Interruption volontaire de Planning familial
Marion Maréchal-Le Pen a annoncé qu’en cas de victoire, elle ne subventionnerait plus les associations “politisées et idéologiques”. Sa cible principale : le Planning familial.
La première fois, ça a failli faire pschitt. En meeting à Marseille, Marion MaréchalLe Pen promet, si elle remporte les régionales en Paca, de ne plus verser “un sou” au Planning familial. Mais ce jour-là, le 13 novembre, l’actualité sanglante des attentats ruine son effet d’annonce. La candidate se répète donc deux semaines plus tard lors du dernier débat télévisé qui l’oppose à ses concurrents, et cette fois elle développe : elle accuse le Planning d’être “une association politisée et idéologique” qui fait la promotion “du mariage homosexuel, de la PMA pour les femmes homosexuelles, de la théorie du genre qu’elle enseigne dans les écoles et d’une libéralisation de plus en plus poussée de l’avortement”. L’enjeu du débat échappe à certains électeurs.

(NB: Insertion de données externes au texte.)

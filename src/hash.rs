//! Key hashing strategies.
//!
//! The cache never stores user keys. Every key is reduced to a pair of
//! independent 64-bit hashes:
//!
//! - the **key hash** addresses the store shard, the policy's cost map and the
//!   admission sketch;
//! - the **conflict hash** is kept next to the stored value and checked on
//!   every read, update and delete so that two keys whose key hashes collide
//!   never observe each other's values.
//!
//! A conflict hash of `0` disables the check for that operation.
//!
//! ## Example Usage
//!
//! ```
//! use sketchcache::hash::{DefaultKeyHasher, KeyHasher};
//!
//! let hasher = DefaultKeyHasher;
//! let (key, conflict) = hasher.hash_key("user:42");
//! assert_eq!(hasher.hash_key("user:42"), (key, conflict));
//!
//! // Any closure with the right shape is a hasher too.
//! let identity = |k: &u64| (*k, 0u64);
//! assert_eq!(identity.hash_key(&7), (7, 0));
//! ```

use std::collections::hash_map::DefaultHasher;
use std::hash::{BuildHasher, Hash, Hasher};

use rustc_hash::FxBuildHasher;

/// Turns a user key into `(key_hash, conflict_hash)`.
pub trait KeyHasher<K: ?Sized>: Send + Sync {
    fn hash_key(&self, key: &K) -> (u64, u64);
}

impl<K: ?Sized, F> KeyHasher<K> for F
where
    F: Fn(&K) -> (u64, u64) + Send + Sync,
{
    #[inline]
    fn hash_key(&self, key: &K) -> (u64, u64) {
        self(key)
    }
}

/// Hasher for any `Hash` key.
///
/// The key hash comes from FxHash, the conflict hash from SipHash, so a
/// collision in one is independent of a collision in the other.
#[derive(Debug, Clone, Copy, Default)]
pub struct DefaultKeyHasher;

impl<K: Hash + ?Sized> KeyHasher<K> for DefaultKeyHasher {
    fn hash_key(&self, key: &K) -> (u64, u64) {
        let primary = FxBuildHasher.hash_one(key);
        let mut sip = DefaultHasher::new();
        key.hash(&mut sip);
        (primary, sip.finish())
    }
}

Pour la plupart des femmes pourtant, c’est assez clair.
des soins rapides et gratuits
“C’est ignoble. Quand j’ai appris ça, j’ai halluciné”, s’énerve Marie, dans la salle d’attente du Planning familial de Marseille. Cette comptable de 33 ans est venue pour s’assurer qu’elle n’est plus enceinte. Elle croit avoir fait une fausse couche mais n’en est pas sûre. Elle a déjà des jumeaux de 2 ans et ne se voit pas assumer l’éducation d’un troisième enfant. “Les consultations sont gratuites et on a un rendez-vous dans la semaine alors qu’en ville, il faut parfois attendre très longtemps. Et puis les gynécos et les conseillers n’ont pas d’a priori, ils ne jugent pas les gens. C’est surtout pour les gamines qui viennent ici que ça m’inquiète”, ajoute-t-elle.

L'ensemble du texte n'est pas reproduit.